Une politique étrangère dirigée contre « l'Axe du mal »
« En quatre mois seulement, notre pays a su réconforter les victimes, commencer à reconstruire New York et le Pentagone, réunir une grande coalition, capturer, arrêter et débarrasser le monde de milliers de terroristes, détruire des camps d'entraînement de terroristes en Afghanistan, sauver le peuple de la famine et libérer un pays de l'oppression brutale. […] Ce soir, nous gagnons la guerre contre le terrorisme. […]
[Nos] ennemis voient le monde entier comme un champ de bataille, et nous devons les poursuivre, où qu'ils soient. […] Nous devons empêcher les terroristes et les régimes qui cherchent des armes chimiques, biologiques ou nucléaires de menacer les États-Unis et le monde. […] Des pays comme la Corée du Nord, l'Iran, l'Irak et leurs alliés terroristes constituent un Axe du mal, s'armant pour menacer la paix dans le monde. […] L'histoire a appelé l'Amérique et nos alliés à l'action, et c'est à la fois notre responsabilité et notre privilège de lutter au nom de la liberté. »
George W. Bush, président des États-Unis, discours sur l'état de l'Union, 29 janvier 2002 (trad. F. Bonaventure).
 
La prise de Bagdad
Renversement des statues colossales de Saddam Hussein lors de la prise de Bagdad, le 09 avril 2003
 

Une analyse de la politique américaine

George W Bush a lancé, en riposte aux attentats du 11 septembre 2001, une « guerre globale contre la terreur ». Les membres effectifs d'Al-Qaïda n'étaient alors qu'un ou 2 milliers. 18 années plus tard, cette « guerre » aux nombreuses évolutions a causé des centaines milliers de milliers de victimes et englouti des centaines de milliards d’euros. Mais les partisans d’Al-Qaïda, de Daech et de leurs organisations affiliées sont désormais des dizaines de milliers, avec des centaines de milliers de sympathisants, présents dans le monde entier. Certes, les jihadistes ne disposent plus de territoire sous leur contrôle exclusif, mais ce n'était pas non plus le cas en 2001. Le caractère fondamentalement militaire de ces campagnes anti-terroristes explique une bonne part de leur bilan contrasté.

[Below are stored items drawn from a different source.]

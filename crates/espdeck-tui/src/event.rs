//! Input and heartbeat events for the dashboard.
//!
//! A background task merges the crossterm stream with two timers: a slow
//! housekeeping tick (toast expiry, data-age text) and a frame clock.

use std::time::Duration;

use crossterm::event::{Event as TermEvent, EventStream, KeyEvent, KeyEventKind};
use futures::StreamExt;
use tokio::sync::mpsc;
use tokio::task::JoinHandle;
use tokio::time::{Interval, MissedTickBehavior};
use tokio_util::sync::CancellationToken;
use tracing::debug;

#[derive(Debug, Clone, PartialEq, Eq)]
pub enum Event {
    Key(KeyEvent),
    /// Terminal was resized to (cols, rows).
    Resize(u16, u16),
    Tick,
    Render,
}

/// How often the dashboard ticks and redraws.
#[derive(Debug, Clone, Copy)]
pub struct Cadence {
    pub tick: Duration,
    pub frame: Duration,
}

impl Default for Cadence {
    fn default() -> Self {
        Self {
            tick: Duration::from_millis(250),
            frame: Duration::from_millis(33),
        }
    }
}

/// Key presses and resizes pass; releases, repeats, mouse and focus
/// events are dropped.
pub fn translate(event: TermEvent) -> Option<Event> {
    match event {
        TermEvent::Key(key) if key.kind == KeyEventKind::Press => Some(Event::Key(key)),
        TermEvent::Resize(cols, rows) => Some(Event::Resize(cols, rows)),
        _ => None,
    }
}

fn timer(period: Duration) -> Interval {
    let mut interval = tokio::time::interval(period);
    interval.set_missed_tick_behavior(MissedTickBehavior::Skip);
    interval
}

/// Owns the reader task. Dropping it stops the task.
pub struct TerminalEvents {
    rx: mpsc::UnboundedReceiver<Event>,
    cancel: CancellationToken,
    task: Option<JoinHandle<()>>,
}

impl TerminalEvents {
    pub fn spawn(cadence: Cadence) -> Self {
        let (tx, rx) = mpsc::unbounded_channel();
        let cancel = CancellationToken::new();
        let task = tokio::spawn(read_events(cadence, tx, cancel.clone()));

        Self {
            rx,
            cancel,
            task: Some(task),
        }
    }

    /// Next event, or `None` once the reader has stopped.
    pub async fn next(&mut self) -> Option<Event> {
        self.rx.recv().await
    }

    /// Stop the reader and wait for it to release stdin.
    pub async fn stop(&mut self) {
        self.cancel.cancel();
        if let Some(task) = self.task.take() {
            let _ = task.await;
        }
    }
}

impl Drop for TerminalEvents {
    fn drop(&mut self) {
        self.cancel.cancel();
    }
}

async fn read_events(
    cadence: Cadence,
    tx: mpsc::UnboundedSender<Event>,
    cancel: CancellationToken,
) {
    let mut input = EventStream::new();
    let mut tick = timer(cadence.tick);
    let mut frame = timer(cadence.frame);

    loop {
        let event = tokio::select! {
            () = cancel.cancelled() => break,
            _ = tick.tick() => Event::Tick,
            _ = frame.tick() => Event::Render,
            next = input.next() => match next {
                Some(Ok(raw)) => match translate(raw) {
                    Some(event) => event,
                    None => continue,
                },
                Some(Err(e)) => {
                    debug!(error = %e, "terminal read failed");
                    continue;
                }
                None => break,
            },
        };

        if tx.send(event).is_err() {
            break;
        }
    }
    debug!("terminal event reader stopped");
}
//! `espdeck-tui`: live terminal dashboard for an ESP32 smart-home bridge.
//!
//! Built on [ratatui](https://ratatui.rs) over the synchronization loop in
//! `espdeck-core`. Four tabs, selected with `1`-`4` or `Tab`: Devices,
//! Monitoring, Settings and Logs.
//!
//! Logs are written to a file (default `/tmp/espdeck-tui.log`) so they never
//! land on the terminal. A background data bridge starts the controller's
//! poll loop and forwards every snapshot into the TUI action loop.

mod action;
mod app;
mod component;
mod data_bridge;
mod event;
mod screen;
mod screens;
mod theme;
mod tui;

use std::path::PathBuf;

use clap::Parser;
use color_eyre::eyre::{Result, WrapErr, eyre};
use tracing::info;
use tracing_appender::non_blocking::WorkerGuard;
use tracing_subscriber::{EnvFilter, fmt, layer::SubscriberExt, util::SubscriberInitExt};

use espdeck_core::{BridgeConfig, Controller, TlsVerification};

use crate::app::App;

/// Terminal dashboard for an ESP32 smart-home bridge.
#[derive(Parser, Debug)]
#[command(name = "espdeck-tui", version, about)]
struct Cli {
    /// Bridge endpoint URL (e.g., http://192.168.1.100/api/bridge)
    #[arg(short = 'e', long, env = "ESPDECK_ENDPOINT")]
    endpoint: Option<String>,

    /// Config profile to use when no endpoint is given
    #[arg(short = 'p', long, env = "ESPDECK_PROFILE")]
    profile: Option<String>,

    /// Poll interval (e.g., 3s, 500ms)
    #[arg(short = 'i', long, env = "ESPDECK_POLL_INTERVAL")]
    poll_interval: Option<String>,

    /// Accept self-signed TLS certificates
    #[arg(short = 'k', long, env = "ESPDECK_INSECURE")]
    insecure: bool,

    /// Log file path
    #[arg(long, default_value = "/tmp/espdeck-tui.log")]
    log_file: PathBuf,

    /// Increase log verbosity (-v info, -vv debug, -vvv trace)
    #[arg(short, long, action = clap::ArgAction::Count)]
    verbose: u8,
}

/// File-only tracing. The returned guard flushes the writer on drop.
fn setup_tracing(cli: &Cli) -> WorkerGuard {
    let log_level = match cli.verbose {
        0 => "warn",
        1 => "info",
        2 => "debug",
        _ => "trace",
    };

    let filter = EnvFilter::try_from_default_env().unwrap_or_else(|_| {
        EnvFilter::new(format!("espdeck_tui={log_level},espdeck_core={log_level}"))
    });

    let log_dir = cli
        .log_file
        .parent()
        .unwrap_or(std::path::Path::new("/tmp"));
    let log_filename = cli
        .log_file
        .file_name()
        .unwrap_or(std::ffi::OsStr::new("espdeck-tui.log"));

    let file_appender = tracing_appender::rolling::never(log_dir, log_filename);
    let (non_blocking, guard) = tracing_appender::non_blocking(file_appender);

    tracing_subscriber::registry()
        .with(filter)
        .with(
            fmt::layer()
                .with_writer(non_blocking)
                .with_ansi(false)
                .with_target(true)
                .with_thread_ids(true),
        )
        .init();

    guard
}

/// Flags first, then the named or default profile from the config file.
fn build_bridge_config(cli: &Cli) -> Result<BridgeConfig> {
    let mut bridge = match cli.endpoint.as_deref() {
        Some(raw) => BridgeConfig::new(espdeck_config::parse_endpoint(raw)?),
        None => {
            let cfg = espdeck_config::load_config()
                .wrap_err_with(|| format!("reading {}", espdeck_config::config_path().display()))?;
            let name = cli
                .profile
                .as_deref()
                .unwrap_or_else(|| cfg.active_profile_name());
            let profile = cfg.profile(name).map_err(|_| {
                eyre!(
                    "no bridge endpoint configured (profile '{name}'); \
                     pass --endpoint or run `espdeck config init`"
                )
            })?;
            espdeck_config::profile_to_bridge_config(profile, &cfg.defaults)?
        }
    };

    if let Some(raw) = cli.poll_interval.as_deref() {
        bridge = bridge.with_poll_interval(espdeck_config::parse_interval("poll_interval", raw)?);
    }
    if cli.insecure {
        bridge = bridge.with_tls(TlsVerification::DangerAcceptInvalid);
    }
    Ok(bridge)
}

#[tokio::main]
async fn main() -> Result<()> {
    let cli = Cli::parse();

    tui::install_hooks()?;
    let _log_guard = setup_tracing(&cli);

    let bridge = build_bridge_config(&cli)?;
    info!(
        endpoint = %bridge.endpoint,
        poll_interval = ?bridge.poll_interval,
        "starting espdeck-tui"
    );

    let controller = Controller::new(bridge)?;
    let mut app = App::new(controller);
    app.run().await?;

    Ok(())
}
//! CLI error types with miette diagnostics.
//!
//! Maps `CoreError` and `ConfigError` into user-facing errors with
//! actionable help text and stable exit codes.

use miette::Diagnostic;
use thiserror::Error;

use espdeck_config::ConfigError;
use espdeck_core::CoreError;

/// Process exit codes.
pub mod exit_code {
    pub const GENERAL: i32 = 1;
    pub const USAGE: i32 = 2;
    pub const NOT_FOUND: i32 = 4;
    pub const CONNECTION: i32 = 7;
    pub const TIMEOUT: i32 = 8;
}

#[derive(Debug, Error, Diagnostic)]
#[allow(unused_assignments)]
pub enum CliError {
    // ── Connection ───────────────────────────────────────────────────

    #[error("Could not connect to bridge at {url}")]
    #[diagnostic(
        code(espdeck::connection_failed),
        help(
            "Check that the bridge is powered on and reachable.\n\
             URL: {url}\n\
             For a self-signed certificate try: espdeck status --insecure"
        )
    )]
    ConnectionFailed {
        url: String,
        #[source]
        source: Box<dyn std::error::Error + Send + Sync>,
    },

    // ── Resources ────────────────────────────────────────────────────

    #[error("{resource_type} '{identifier}' not found")]
    #[diagnostic(
        code(espdeck::not_found),
        help("Run: espdeck {list_command} to see available {resource_type}s")
    )]
    NotFound {
        resource_type: String,
        identifier: String,
        list_command: String,
    },

    // ── Bridge ───────────────────────────────────────────────────────

    #[error("Bridge rejected the request: {message}")]
    #[diagnostic(
        code(espdeck::rejected),
        help("The bridge answered without `success: true`. Local state is unchanged.")
    )]
    Rejected { message: String },

    #[error("API error ({code}): {message}")]
    #[diagnostic(code(espdeck::api_error))]
    ApiError { code: String, message: String },

    // ── Validation ───────────────────────────────────────────────────

    #[error("Invalid value for {field}: {reason}")]
    #[diagnostic(code(espdeck::validation))]
    Validation { field: String, reason: String },

    // ── Configuration ────────────────────────────────────────────────

    #[error("Profile '{name}' not found in configuration")]
    #[diagnostic(
        code(espdeck::profile_not_found),
        help(
            "Available profiles: {available}\n\
             Create one with: espdeck config init"
        )
    )]
    ProfileNotFound { name: String, available: String },

    #[error("No bridge endpoint configured")]
    #[diagnostic(
        code(espdeck::no_config),
        help(
            "Create a profile with: espdeck config init\n\
             Or pass --endpoint / set ESPDECK_ENDPOINT.\n\
             Expected config at: {path}"
        )
    )]
    NoConfig { path: String },

    #[error("Failed to load configuration: {message}")]
    #[diagnostic(code(espdeck::config))]
    Config { message: String },

    // ── Interactive ──────────────────────────────────────────────────

    #[error("Destructive operation '{action}' requires confirmation")]
    #[diagnostic(
        code(espdeck::confirmation_required),
        help("Use --yes (-y) to skip confirmation in non-interactive contexts.")
    )]
    NonInteractiveRequiresYes { action: String },

    // ── Timeout ──────────────────────────────────────────────────────

    #[error("Request timed out after {seconds}s")]
    #[diagnostic(
        code(espdeck::timeout),
        help("Increase timeout with --timeout or check the bridge's Wi-Fi signal.")
    )]
    Timeout { seconds: u64 },

    // ── IO ───────────────────────────────────────────────────────────

    #[error(transparent)]
    Io(#[from] std::io::Error),
}

impl CliError {
    /// Map this error to an exit code for process termination.
    pub fn exit_code(&self) -> i32 {
        match self {
            Self::ConnectionFailed { .. } => exit_code::CONNECTION,
            Self::NotFound { .. } => exit_code::NOT_FOUND,
            Self::Timeout { .. } => exit_code::TIMEOUT,
            Self::Validation { .. } | Self::NonInteractiveRequiresYes { .. } => exit_code::USAGE,
            _ => exit_code::GENERAL,
        }
    }
}

// ── CoreError → CliError mapping ─────────────────────────────────────

impl From<CoreError> for CliError {
    fn from(err: CoreError) -> Self {
        match err {
            CoreError::ConnectionFailed { url, reason } => CliError::ConnectionFailed {
                url,
                source: reason.into(),
            },

            CoreError::Timeout { timeout_secs } => CliError::Timeout {
                seconds: timeout_secs,
            },

            CoreError::DeviceNotFound { identifier } => CliError::NotFound {
                resource_type: "device".into(),
                identifier,
                list_command: "devices list".into(),
            },

            CoreError::Rejected { message } => CliError::Rejected { message },

            CoreError::Api { message, status } => CliError::ApiError {
                code: status.map_or_else(|| "bridge".into(), |s| format!("http_{s}")),
                message,
            },

            CoreError::Config { message } => CliError::Validation {
                field: "config".into(),
                reason: message,
            },

            CoreError::Internal(message) => CliError::ApiError {
                code: "internal".into(),
                message,
            },
        }
    }
}

// ── ConfigError → CliError mapping ───────────────────────────────────

impl From<ConfigError> for CliError {
    fn from(err: ConfigError) -> Self {
        match err {
            ConfigError::Validation { field, reason } => CliError::Validation { field, reason },
            ConfigError::ProfileNotFound { name, available } => {
                CliError::ProfileNotFound { name, available }
            }
            ConfigError::Io(e) => CliError::Io(e),
            other => CliError::Config {
                message: other.to_string(),
            },
        }
    }
}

Article du blog de l'historien Jean-Pierre Filiu sur le site du journal Le Monde ,15 septembre 2019

Nations soutenant la coalition en 2003
 
Pourquoi la France s'oppose à la guerre
« Il y a deux options : l'option de la guerre peut apparaître a priori la plus rapide. Mais n'oublions pas qu'après avoir gagné la guerre, il faut construire la paix. […] Il y a une autre option offerte par les inspections, qui permet d'avancer de jour en jour dans la voie d'un désarmement efficace et pacifique de l'Irak. Au bout du compte, ce choix-là n'est-il pas le plus sûr et le plus rapide ? […]
L'autorité de notre action repose aussi sur l'unité de la communauté internationale. Une intervention militaire prématurée remettrait en cause cette unité, ce qui lui enlèverait sa légitimité et, dans la durée, son efficacité. Elle pourrait avoir des conséquences incalculables pour la stabilité de cette région meurtrie et fragile. Elle renforcerait le sentiment d'injustice, aggraverait les tensions et risquerait d'ouvrir la voie à d'autres conflits. […]
M. Powell a évoqué des liens supposés entre Al-Qaïda et le régime de Bagdad. […] Rien ne nous permet d'établir de tels liens. En revanche, […] une telle intervention ne risquerait-elle pas d'aggraver les fractures entre les sociétés, entre les cultures, entre les peuples, fractures dont se nourrit le terrorisme ? »
Monsieur le président, à ceux qui se demandent avec angoisse quand et comment nous allons céder à la guerre, je voudrais dire que rien, à aucun moment, au sein de ce Conseil de Sécurtié, ne sera le fait de la précipitation, de l'incompréhension, de la suspicion ou de la peur.
Dans ce temple des Nations Unies, nous sommes les gardiens d'un idéal, nous sommes les gardiens d'une conscience. La lourde responsabilité et l'immense honneur qui sont les nôtres doivent nous conduire à donner la priorité au désarmement dans la paix.
Dominique de Villepin, ministre français des Affaires étrangères, discours au Conseil de sécurité de l'ONU, 14 février 2003.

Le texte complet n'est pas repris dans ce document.